> MATERIAL SHOWN

* * *

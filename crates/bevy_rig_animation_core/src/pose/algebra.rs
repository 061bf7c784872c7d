//! Transform and quaternion helpers shared by blending, layering and IK.

use bevy::{
    math::{Quat, Vec3},
    transform::components::Transform,
};

/// A zero quaternion, the starting value of a weighted accumulation.
pub const ZERO_QUAT: Quat = Quat::from_xyzw(0., 0., 0., 0.);

/// Scales a rotation by `weight` along its shortest arc from identity.
pub fn quat_weight(q: Quat, weight: f32) -> Quat {
    Quat::IDENTITY.slerp(q, weight)
}

/// Applies `delta` on top of `base` with the given weight.
pub fn additive_blend_quat(base: Quat, delta: Quat, weight: f32) -> Quat {
    base.slerp(delta * base, weight)
}

/// Rotation taking `reference` to `value`, such that `value = delta * reference`.
pub fn quat_difference(reference: Quat, value: Quat) -> Quat {
    value * reference.inverse()
}

/// Adds `q * weight` to an accumulator, flipping `q` into the accumulator's hemisphere first.
pub fn accumulate_quat(accumulator: &mut Quat, q: Quat, weight: f32) {
    let q = if accumulator.dot(q) < 0. { -q } else { q };
    *accumulator = *accumulator + q * weight;
}

/// Normalizes an accumulated quaternion, falling back to `fallback` when nothing was added.
pub fn normalize_quat_or(q: Quat, fallback: Quat) -> Quat {
    let length_squared = q.length_squared();
    if length_squared > 1e-12 {
        q * length_squared.sqrt().recip()
    } else {
        fallback
    }
}

/// Signed geometric weighting for scale: `sign(s) * |s|^weight` per component.
pub fn scale_weight(scale: Vec3, weight: f32) -> Vec3 {
    Vec3::new(
        scale.x.signum() * scale.x.abs().powf(weight),
        scale.y.signum() * scale.y.abs().powf(weight),
        scale.z.signum() * scale.z.abs().powf(weight),
    )
}

fn safe_div(a: f32, b: f32) -> f32 {
    if b.abs() > 1e-6 { a / b } else { 1. }
}

pub fn scale_difference(reference: Vec3, value: Vec3) -> Vec3 {
    Vec3::new(
        safe_div(value.x, reference.x),
        safe_div(value.y, reference.y),
        safe_div(value.z, reference.z),
    )
}

pub fn lerp_transform(a: &Transform, b: &Transform, factor: f32) -> Transform {
    Transform {
        translation: a.translation.lerp(b.translation, factor),
        rotation: a.rotation.slerp(b.rotation, factor),
        scale: a.scale.lerp(b.scale, factor),
    }
}

/// Applies an additive delta to a transform.
pub fn additive_transform(base: &Transform, delta: &Transform, weight: f32) -> Transform {
    Transform {
        translation: base.translation + delta.translation * weight,
        rotation: additive_blend_quat(base.rotation, delta.rotation, weight),
        scale: base.scale * scale_weight(delta.scale, weight),
    }
}

/// Additive delta of `value` relative to `reference`.
pub fn difference_transform(reference: &Transform, value: &Transform) -> Transform {
    Transform {
        translation: value.translation - reference.translation,
        rotation: quat_difference(reference.rotation, value.rotation),
        scale: scale_difference(reference.scale, value.scale),
    }
}

pub fn inverse_transform(transform: &Transform) -> Transform {
    Transform::from_matrix(transform.to_matrix().inverse())
}

/// Rotation about the vertical axis contained in `q`.
pub fn yaw(q: Quat) -> Quat {
    normalize_quat_or(Quat::from_xyzw(0., q.y, 0., q.w), Quat::IDENTITY)
}

/// Ground-plane projection of a root transform: horizontal translation and yaw only.
pub fn project_to_ground(root: &Transform) -> Transform {
    Transform {
        translation: Vec3::new(root.translation.x, 0., root.translation.z),
        rotation: yaw(root.rotation),
        scale: Vec3::ONE,
    }
}

/// Motion between two projected root transforms, expressed in the frame of `from`.
pub fn motion_between(from: &Transform, to: &Transform) -> Transform {
    let inverse_rotation = from.rotation.inverse();
    Transform {
        translation: inverse_rotation * (to.translation - from.translation),
        rotation: (inverse_rotation * to.rotation).normalize(),
        scale: Vec3::ONE,
    }
}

* * *

Restate the whole listing exactly.

filename crates/bevy_rig_animation_core/src/pose/algebra.rs
repository 061bf7c784872c7d
//! Transform and quaternion helpers shared by blending, layering and IK.

use bevy::{
    math::{Quat, Vec3},
    transform::components::Transform,
};

/// A zero quaternion, the starting value of a weighted accumulation.
pub const ZERO_QUAT: Quat = Quat::from_xyzw(0., 0., 0., 0.);

/// Scales a rotation by `weight` along its shortest arc from identity.
pub fn quat_weight(q: Quat, weight: f32) -> Quat {
    Quat::IDENTITY.slerp(q, weight)
}

/// Applies `delta` on top of `base` with the given weight.
pub fn additive_blend_quat(base: Quat, delta: Quat, weight: f32) -> Quat {
    base.slerp(delta * base, weight)
}

/// Rotation taking `reference` to `value`, such that `value = delta * reference`.
pub fn quat_difference(reference: Quat, value: Quat) -> Quat {
    value * reference.inverse()
}

/// Adds `q * weight` to an accumulator, flipping `q` into the accumulator's hemisphere first.
pub fn accumulate_quat(accumulator: &mut Quat, q: Quat, weight: f32) {
    let q = if accumulator.dot(q) < 0. { -q } else { q };
    *accumulator = *accumulator + q * weight;
}

/// Normalizes an accumulated quaternion, falling back to `fallback` when nothing was added.
pub fn normalize_quat_or(q: Quat, fallback: Quat) -> Quat {
    let length_squared = q.length_squared();
    if length_squared > 1e-12 {
        q * length_squared.sqrt().recip()
    } else {
        fallback
    }
}

/// Signed geometric weighting for scale: `sign(s) * |s|^weight` per component.
pub fn scale_weight(scale: Vec3, weight: f32) -> Vec3 {
    Vec3::new(
        scale.x.signum() * scale.x.abs().powf(weight),
        scale.y.signum() * scale.y.abs().powf(weight),
        scale.z.signum() * scale.z.abs().powf(weight),
    )
}

fn safe_div(a: f32, b: f32) -> f32 {
    if b.abs() > 1e-6 { a / b } else { 1. }
}

pub fn scale_difference(reference: Vec3, value: Vec3) -> Vec3 {
    Vec3::new(
        safe_div(value.x, reference.x),
        safe_div(value.y, reference.y),
        safe_div(value.z, reference.z),
    )
}

pub fn lerp_transform(a: &Transform, b: &Transform, factor: f32) -> Transform {
    Transform {
        translation: a.translation.lerp(b.translation, factor),
        rotation: a.rotation.slerp(b.rotation, factor),
        scale: a.scale.lerp(b.scale, factor),
    }
}

/// Applies an additive delta to a transform.
pub fn additive_transform(base: &Transform, delta: &Transform, weight: f32) -> Transform {
    Transform {
        translation: base.translation + delta.translation * weight,
        rotation: additive_blend_quat(base.rotation, delta.rotation, weight),
        scale: base.scale * scale_weight(delta.scale, weight),
    }
}

/// Additive delta of `value` relative to `reference`.
pub fn difference_transform(reference: &Transform, value: &Transform) -> Transform {
    Transform {
        translation: value.translation - reference.translation,
        rotation: quat_difference(reference.rotation, value.rotation),
        scale: scale_difference(reference.scale, value.scale),
    }
}

pub fn inverse_transform(transform: &Transform) -> Transform {
    Transform::from_matrix(transform.to_matrix().inverse())
}

/// Rotation about the vertical axis contained in `q`.
pub fn yaw(q: Quat) -> Quat {
    normalize_quat_or(Quat::from_xyzw(0., q.y, 0., q.w), Quat::IDENTITY)
}

/// Ground-plane projection of a root transform: horizontal translation and yaw only.
pub fn project_to_ground(root: &Transform) -> Transform {
    Transform {
        translation: Vec3::new(root.translation.x, 0., root.translation.z),
        rotation: yaw(root.rotation),
        scale: Vec3::ONE,
    }
}

/// Motion between two projected root transforms, expressed in the frame of `from`.
pub fn motion_between(from: &Transform, to: &Transform) -> Transform {
    let inverse_rotation = from.rotation.inverse();
    Transform {
        translation: inverse_rotation * (to.translation - from.translation),
        rotation: (inverse_rotation * to.rotation).normalize(),
        scale: Vec3::ONE,
    }
}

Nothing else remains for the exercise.